В B[erliner] Z[eitung] сегодня в полдень сообщение о том, что старший сын Гофмансталя Франц застрелился. Телеграфировал Гуго в половине третьего. Вечером смотрел фильм Штрогейма из довоенной Вены Свадебный марш. Гениальное творение, со злобой Георга Гросса показавшее пустоту блеска старой Вены и венского слащавого китча (заодно и голливудского): всего того, что всегда ослепляло и держало в плену Гофмансталя. Прямая его противоположность

Берлин. 16 июля 1929. Вторник

Гофмансталь умер во время похорон сына, от волнения из-за его самоубийства. Я будто получил удар молотком по голове. Трагическое поколение, трагический круг друзей! Ратенау, Пауль Kассирер, Гофмансталь; и основополагающие причины смерти Боденхаузена были трагическими. Возможно, у каждого человека есть определенная сумма страданий, которую нужно отбыть; если он намазывает их себе на хлеб маленькими порциями каждый день через разного рода торможения, отказы, жертвы, тогда он живет буржуазную жизнь; если же он не хочет этого, они все обрушиваются на него разом и тогда он живет небуржуазной, «романтической», «опасной», трагической жизнью. Kаждая этика и социальный порядок были бы системой распределения страданий, социального и индивидуального распределения раз и навсегда установленной суммы жертв и горестей. Можно варьировать это распределение многообразно, но, возможно, никакая этика или социальный порядок не могут существенно уменьшить общую тяжесть. Возможно, и здесь действует закон сохранения энергии (закон сохранения страдания); в конечном счете тогда остается вопросом индивидуального вкуса, что предпочесть – буржуазные торможения или трагические катастрофы.
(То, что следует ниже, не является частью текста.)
// SPDX-FileCopyrightText: 2026 The iiomon developers
//
// SPDX-License-Identifier: Apache-2.0 OR MIT

use super::common::{Error, Result, UnderReadError, ValidationError, ValidationResult};
use libc::c_int;
use std::fs::File;
use std::mem::size_of;
use std::os::unix::prelude::{AsRawFd, FromRawFd};

pub(crate) const IOCTL_MAGIC: u8 = b'i';

#[repr(u8)]
enum Ioctl {
    GetEventFd = 0x90,
}

/// The channel type of voltage channels, `IIO_VOLTAGE`.
pub const CHAN_TYPE_VOLTAGE: u8 = 0;

/// Request the event descriptor for an IIO device.
///
/// The returned file is independent of the character device, which may be
/// closed once the request has completed.
///
/// A device that does not support events fails the request with `ENODEV`.
///
/// * `cf` - The open IIO character device file.
pub fn get_event_fd(cf: &File) -> Result<File> {
    let mut fd: c_int = -1;
    // SAFETY: fd is only wrapped in a File once the kernel has populated it.
    unsafe {
        match libc::ioctl(
            cf.as_raw_fd(),
            nix::request_code_read!(IOCTL_MAGIC, Ioctl::GetEventFd, size_of::<c_int>()),
            &mut fd,
        ) {
            -1 => Err(Error::from_errno()),
            _ if fd < 0 => Err(Error::from(ValidationError::new(
                "fd",
                format!("invalid value: {}", fd),
            ))),
            _ => Ok(File::from_raw_fd(fd)),
        }
    }
}

/// The type of an IIO event, `enum iio_event_type`.
#[repr(u8)]
#[derive(Clone, Copy, Debug, Eq, PartialEq)]
pub enum EventKind {
    /// The value crossed a fixed threshold.
    Thresh = 0,
    /// The magnitude crossed a fixed threshold.
    Mag = 1,
    /// The rate of change crossed a threshold.
    Roc = 2,
    /// The value crossed an adaptive threshold.
    ThreshAdaptive = 3,
    /// The magnitude crossed an adaptive threshold.
    MagAdaptive = 4,
    /// The value changed.
    Change = 5,
    /// The magnitude relative to a reference crossed a threshold.
    MagReferenced = 6,
    /// A gesture was detected.
    Gesture = 7,
}

impl TryFrom<u8> for EventKind {
    type Error = String;

    fn try_from(v: u8) -> std::result::Result<Self, Self::Error> {
        use EventKind::*;
        Ok(match v {
            0 => Thresh,
            1 => Mag,
            2 => Roc,
            3 => ThreshAdaptive,
            4 => MagAdaptive,
            5 => Change,
            6 => MagReferenced,
            7 => Gesture,
            x => return Err(format!("invalid value: {}", x)),
        })
    }
}

/// The direction of an IIO event, `enum iio_event_direction`.
#[repr(u8)]
#[derive(Clone, Copy, Debug, Eq, PartialEq)]
pub enum EventDirection {
    Either = 0,
    /// The value rose above the threshold.
    Rising = 1,
    /// The value fell below the threshold.
    Falling = 2,
    None = 3,
    SingleTap = 4,
    DoubleTap = 5,
}

impl TryFrom<u8> for EventDirection {
    type Error = String;

    fn try_from(v: u8) -> std::result::Result<Self, Self::Error> {
        use EventDirection::*;
        Ok(match v {
            0 => Either,
            1 => Rising,
            2 => Falling,
            3 => None,
            4 => SingleTap,
            5 => DoubleTap,
            x => return Err(format!("invalid value: {}", x)),
        })
    }
}

/// Build the event code for an event on an unmodified channel.
///
/// Equivalent to the kernel `IIO_UNMOD_EVENT_CODE` macro.
pub fn unmod_event_code(
    chan_type: u8,
    channel: i16,
    kind: EventKind,
    direction: EventDirection,
) -> u64 {
    (kind as u64) << 56 | (direction as u64) << 48 | (chan_type as u64) << 32 | channel as u16 as u64
}

/// An event read from the IIO event descriptor, `struct iio_event_data`.
#[repr(C)]
#[derive(Clone, Copy, Debug, Default, Eq, PartialEq)]
pub struct EventData {
    /// The event code, encoding the channel, type and direction of the event.
    pub id: u64,

    /// The best estimate of the time the event occurred, in nanoseconds.
    ///
    /// Uses **CLOCK_REALTIME** unless the device has been configured otherwise.
    pub timestamp: i64,
}

impl EventData {
    /// Read an event from a buffer.
    ///
    /// The buffer is assumed to have been populated by a read of the event File,
    /// so the content is validated before being returned.
    #[inline]
    pub fn from_slice(d: &[u64]) -> Result<&EventData> {
        debug_assert!(size_of::<EventData>() % 8 == 0);
        let len = d.len() * 8;
        if len < size_of::<EventData>() {
            return Err(Error::from(UnderReadError::new(
                "EventData",
                size_of::<EventData>(),
                len,
            )));
        }
        // SAFETY: EventData is plain data and the content is validated before being returned.
        let ed = unsafe { &*(d.as_ptr() as *const EventData) };
        ed.validate().map(|_| ed).map_err(Error::from)
    }

    /// Check that an EventData read from the kernel is valid in Rust.
    fn validate(&self) -> ValidationResult {
        EventKind::try_from(self.raw_kind()).map_err(|e| ValidationError::new("kind", e))?;
        EventDirection::try_from(self.raw_direction())
            .map_err(|e| ValidationError::new("direction", e))?;
        Ok(())
    }

    /// The number of u64 words required to store an EventData.
    pub fn u64_size() -> usize {
        size_of::<EventData>() / 8
    }

    fn raw_kind(&self) -> u8 {
        (self.id >> 56) as u8
    }

    fn raw_direction(&self) -> u8 {
        ((self.id >> 48) & 0x7f) as u8
    }

    /// The type of event.
    ///
    /// None if the kernel reports a type unknown to this library.
    pub fn kind(&self) -> Option<EventKind> {
        EventKind::try_from(self.raw_kind()).ok()
    }

    /// The direction of the event.
    ///
    /// None if the kernel reports a direction unknown to this library.
    pub fn direction(&self) -> Option<EventDirection> {
        EventDirection::try_from(self.raw_direction()).ok()
    }

    /// The channel type, e.g. [`CHAN_TYPE_VOLTAGE`].
    pub fn chan_type(&self) -> u8 {
        (self.id >> 32) as u8
    }

    /// The channel modifier.
    pub fn modifier(&self) -> u8 {
        (self.id >> 40) as u8
    }

    /// The channel index.
    pub fn channel(&self) -> i16 {
        self.id as u16 as i16
    }

    /// The second channel of a differential channel pair.
    pub fn channel2(&self) -> i16 {
        (self.id >> 16) as u16 as i16
    }

    /// True if the event is on a differential channel.
    pub fn is_differential(&self) -> bool {
        (self.id >> 55) & 1 == 1
    }
}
Вена. 18 июля 1929. Четверг

Рано прибыл сюда. Похороны бедного Гуго. Заупокойная служба в три в приходской церкви в Родауне. Гроб, алтарь и алтарная преграда исчезли под морем роз. Должно быть, все розарии Вены были ограблены, чтобы получилась такая роскошь. Маленькая церковь была битком набита; я сидел рядом с Тервин и позади сына Рихарда Штрауса. Поразительно, но сам Штраус и Макс Рейнхардт отсутствовали. Служба была довольно тусклой, несмотря на прекрасное соло скрипки. Вокруг церкви собралась большая толпа – любопытные ве´нцы, женщины в светлых летних платьях, американки и много крестьян и мещан из окрестностей. Должно быть, несколько тысяч человек присоединились к траурной процессии и сопровождали гроб на кладбище, что при давке и ужасной жаре постепенно совершенно испортило настрой. Я шел с Руди Шрёдером, который, несмотря на потрясение, также страдал и от сопровождающих обстоятельств. У входа на кладбище имела место поистине скандальная сцена. В дикой давке гости в трауре и любопытные зеваки пытались прорваться на кладбище мимо полицейских; произошла настоящая потасовка. Меня со Шрёдером в конце концов впустили. Но ни о каком траурном настроении не было и речи, всё походило на вакхическое исступление в удушающую жару. Только на мгновение я мог заглянуть в склеп, когда бросал землю на гроб. Я заметил, каким узким и изящным выглядел гроб Гофмансталя, а дальше виднелся гроб его застрелившегося сына. Потом всё было кончено. Часть моей жизни ушла вместе с Гуго Гофмансталем. Еще на прошлой неделе он в письме к Гёртцу кратко очертил наши сохранившиеся отношения. Видел я Гуго в последний раз на безрадостном, безыдейном завтраке в июне год назад, когда Рихард Штраус говорил такой вздор, что Гофмансталь потом письменно извинялся передо мной.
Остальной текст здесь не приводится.